On Friday night, former president Donald Trump took the stage in South Dakota for a state Republican Party fund-raiser.
It was the first time in exactly a month that Trump spoke at a major political event. On Saturday, he plans to attend the Iowa versus Iowa State football game but not make any formal remarks.
Amid four separate criminal indictments and all the court maneuverings involved, Trump, the leading candidate for the Republican nomination, isn’t actually, you know, campaigning.
Weeks go by when most of his campaigning is done via press release, linking to stories and polls that show Trump in a favorable light. Then there are the endless videos, one after another, where Trump positions himself between two American flags and weighs in on his latest poll numbers, the Biden administration, and whatever else is on his mind.
Before South Dakota, the last time Trump appeared onstage for a political event was Aug. 8, when he held a rally at Windham High School in New Hampshire. Four days later, he made a very brief appearance walking through a crowd at the Iowa State Fair.
Granted, Trump is no doubt busy meeting with lawyers, but his lack of engagement on the campaign trail makes sense given his overwhelming dominance in the polls. His lead over the rest of the Republican field has actually grown over the past month; staying home might be the right strategy for him.
It is, however, a bit ironic. Trump spent most of the 2020 campaign mocking his opponent, Joe Biden, for campaiging from his basement during the early months of the pandemic. Now Trump is campaigning in much the same way.
Indeed, it’s been this way since he launched his 2024 bid in November. Trump only participated in 30 events through June, Axois found. By then his rivals — who’d only recently entered the race — had attended double that.

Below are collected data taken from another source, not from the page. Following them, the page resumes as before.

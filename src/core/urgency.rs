use chrono::{DateTime, NaiveDate, NaiveDateTime, NaiveTime};
use serde::{Deserialize, Serialize};
use std::fmt;

const MS_PER_DAY: f64 = 1000.0 * 60.0 * 60.0 * 24.0;

/// How pressing a task is, in ascending severity.
///
/// The derived `Ord` follows declaration order, so `Unurgent < Low < ... < Urgent`.
#[derive(Debug, Clone, Copy, PartialEq, Eq, PartialOrd, Ord, Hash, Serialize, Deserialize)]
#[serde(rename_all = "lowercase")]
pub enum Urgency {
    Unurgent,
    Low,
    Medium,
    High,
    Urgent,
}

impl Urgency {
    pub const ALL: [Urgency; 5] = [
        Self::Unurgent,
        Self::Low,
        Self::Medium,
        Self::High,
        Self::Urgent,
    ];

    pub fn rank(self) -> u8 {
        self as u8
    }

    pub fn as_str(&self) -> &'static str {
        match self {
            Self::Unurgent => "unurgent",
            Self::Low => "low",
            Self::Medium => "medium",
            Self::High => "high",
            Self::Urgent => "urgent",
        }
    }

    pub fn parse(s: &str) -> Option<Self> {
        match s.trim().to_ascii_lowercase().as_str() {
            "unurgent" => Some(Self::Unurgent),
            "low" => Some(Self::Low),
            "medium" => Some(Self::Medium),
            "high" => Some(Self::High),
            "urgent" => Some(Self::Urgent),
            _ => None,
        }
    }

    /// Urgency implied solely by how many (fractional) days remain until the due date.
    pub fn from_days_left(days: f64) -> Self {
        if days > 14.0 {
            Self::Low
        } else if days > 7.0 {
            Self::Medium
        } else if days > 0.0 {
            Self::High
        } else {
            Self::Urgent
        }
    }

    /// Effective urgency: the higher of `self` and the date-derived urgency.
    ///
    /// `Unurgent` is a user override and is never escalated. A task without a
    /// usable due date keeps its declared urgency.
    pub fn escalate(self, due: &DueDate, now: NaiveDateTime) -> Self {
        if self == Self::Unurgent {
            return self;
        }
        match due.days_until(now) {
            Some(days) => self.max(Self::from_days_left(days)),
            None => self,
        }
    }
}

impl fmt::Display for Urgency {
    fn fmt(&self, f: &mut fmt::Formatter<'_>) -> fmt::Result {
        f.write_str(self.as_str())
    }
}

/// A task's due date as it arrived: absent, present but unparseable, or a real date.
#[derive(Debug, Clone, PartialEq, Eq, Hash, Default)]
pub enum DueDate {
    #[default]
    Unset,
    /// Kept verbatim so a save writes back what was loaded.
    Invalid(String),
    On(NaiveDate),
}

impl DueDate {
    pub fn parse(raw: &str) -> Self {
        let raw = raw.trim();
        if raw.is_empty() {
            return Self::Unset;
        }
        match parse_date(raw) {
            Some(date) => Self::On(date),
            None => Self::Invalid(raw.to_string()),
        }
    }

    pub fn from_raw(raw: Option<&str>) -> Self {
        raw.map(Self::parse).unwrap_or_default()
    }

    pub fn date(&self) -> Option<NaiveDate> {
        match self {
            Self::On(date) => Some(*date),
            _ => None,
        }
    }

    /// Fractional days from `now` until the start of the due day. Negative when overdue.
    pub fn days_until(&self, now: NaiveDateTime) -> Option<f64> {
        let due = self.date()?.and_time(NaiveTime::MIN);
        Some((due - now).num_milliseconds() as f64 / MS_PER_DAY)
    }

    /// The storage form: ISO date, the original text for invalid input, or nothing.
    pub fn to_raw(&self) -> Option<String> {
        match self {
            Self::Unset => None,
            Self::Invalid(raw) => Some(raw.clone()),
            Self::On(date) => Some(date.format("%Y-%m-%d").to_string()),
        }
    }

    /// `dd/mm/yyyy`, or an empty string when there is no usable date.
    pub fn display(&self) -> String {
        match self {
            Self::On(date) => date.format("%d/%m/%Y").to_string(),
            _ => String::new(),
        }
    }
}

fn parse_date(raw: &str) -> Option<NaiveDate> {
    if let Ok(date) = NaiveDate::parse_from_str(raw, "%Y-%m-%d") {
        return Some(date);
    }
    if let Ok(dt) = DateTime::parse_from_rfc3339(raw) {
        return Some(dt.date_naive());
    }
    for fmt in ["%Y-%m-%dT%H:%M:%S", "%Y-%m-%dT%H:%M", "%Y-%m-%d %H:%M:%S", "%Y-%m-%d %H:%M"] {
        if let Ok(dt) = NaiveDateTime::parse_from_str(raw, fmt) {
            return Some(dt.date());
        }
    }
    NaiveDate::parse_from_str(raw, "%d/%m/%Y").ok()
}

Consider that over Labor Day weekend, Vivek Ramaswamy attended 11 events in New Hampshire alone. In the past week, former vice president Mike Pence did seven events in three days. Next week, former United Nations ambassador Nikki Haley will hold six events over two days in Iowa, and former New Jersey governor Chris Christie is set to have four events in New Hampshire on Monday and Tuesday.
All this, combined with Trump skipping the first Republican primary debate in Milwaukee, is further proof that he’s acting as if he’s an incumbent president seeking reelection rather than a challenger digging in to win back the White House.
Of course, President Biden isn’t campaigning either. He hasn’t held a single campaign event in an early primary state, including South Carolina, a state he pushed to be first on the Democratic National Committee calendar. (Okay, Biden did visit the state to tout his economic agenda in July.)
As for why Trump would decide to visit rural western South Dakota, which isn’t an early primary state and where he dominates in the polls, well, reporters there wondered the same thing.
South Dakota Republican Party chairman John Wiik answered the question this way: ”Why not?”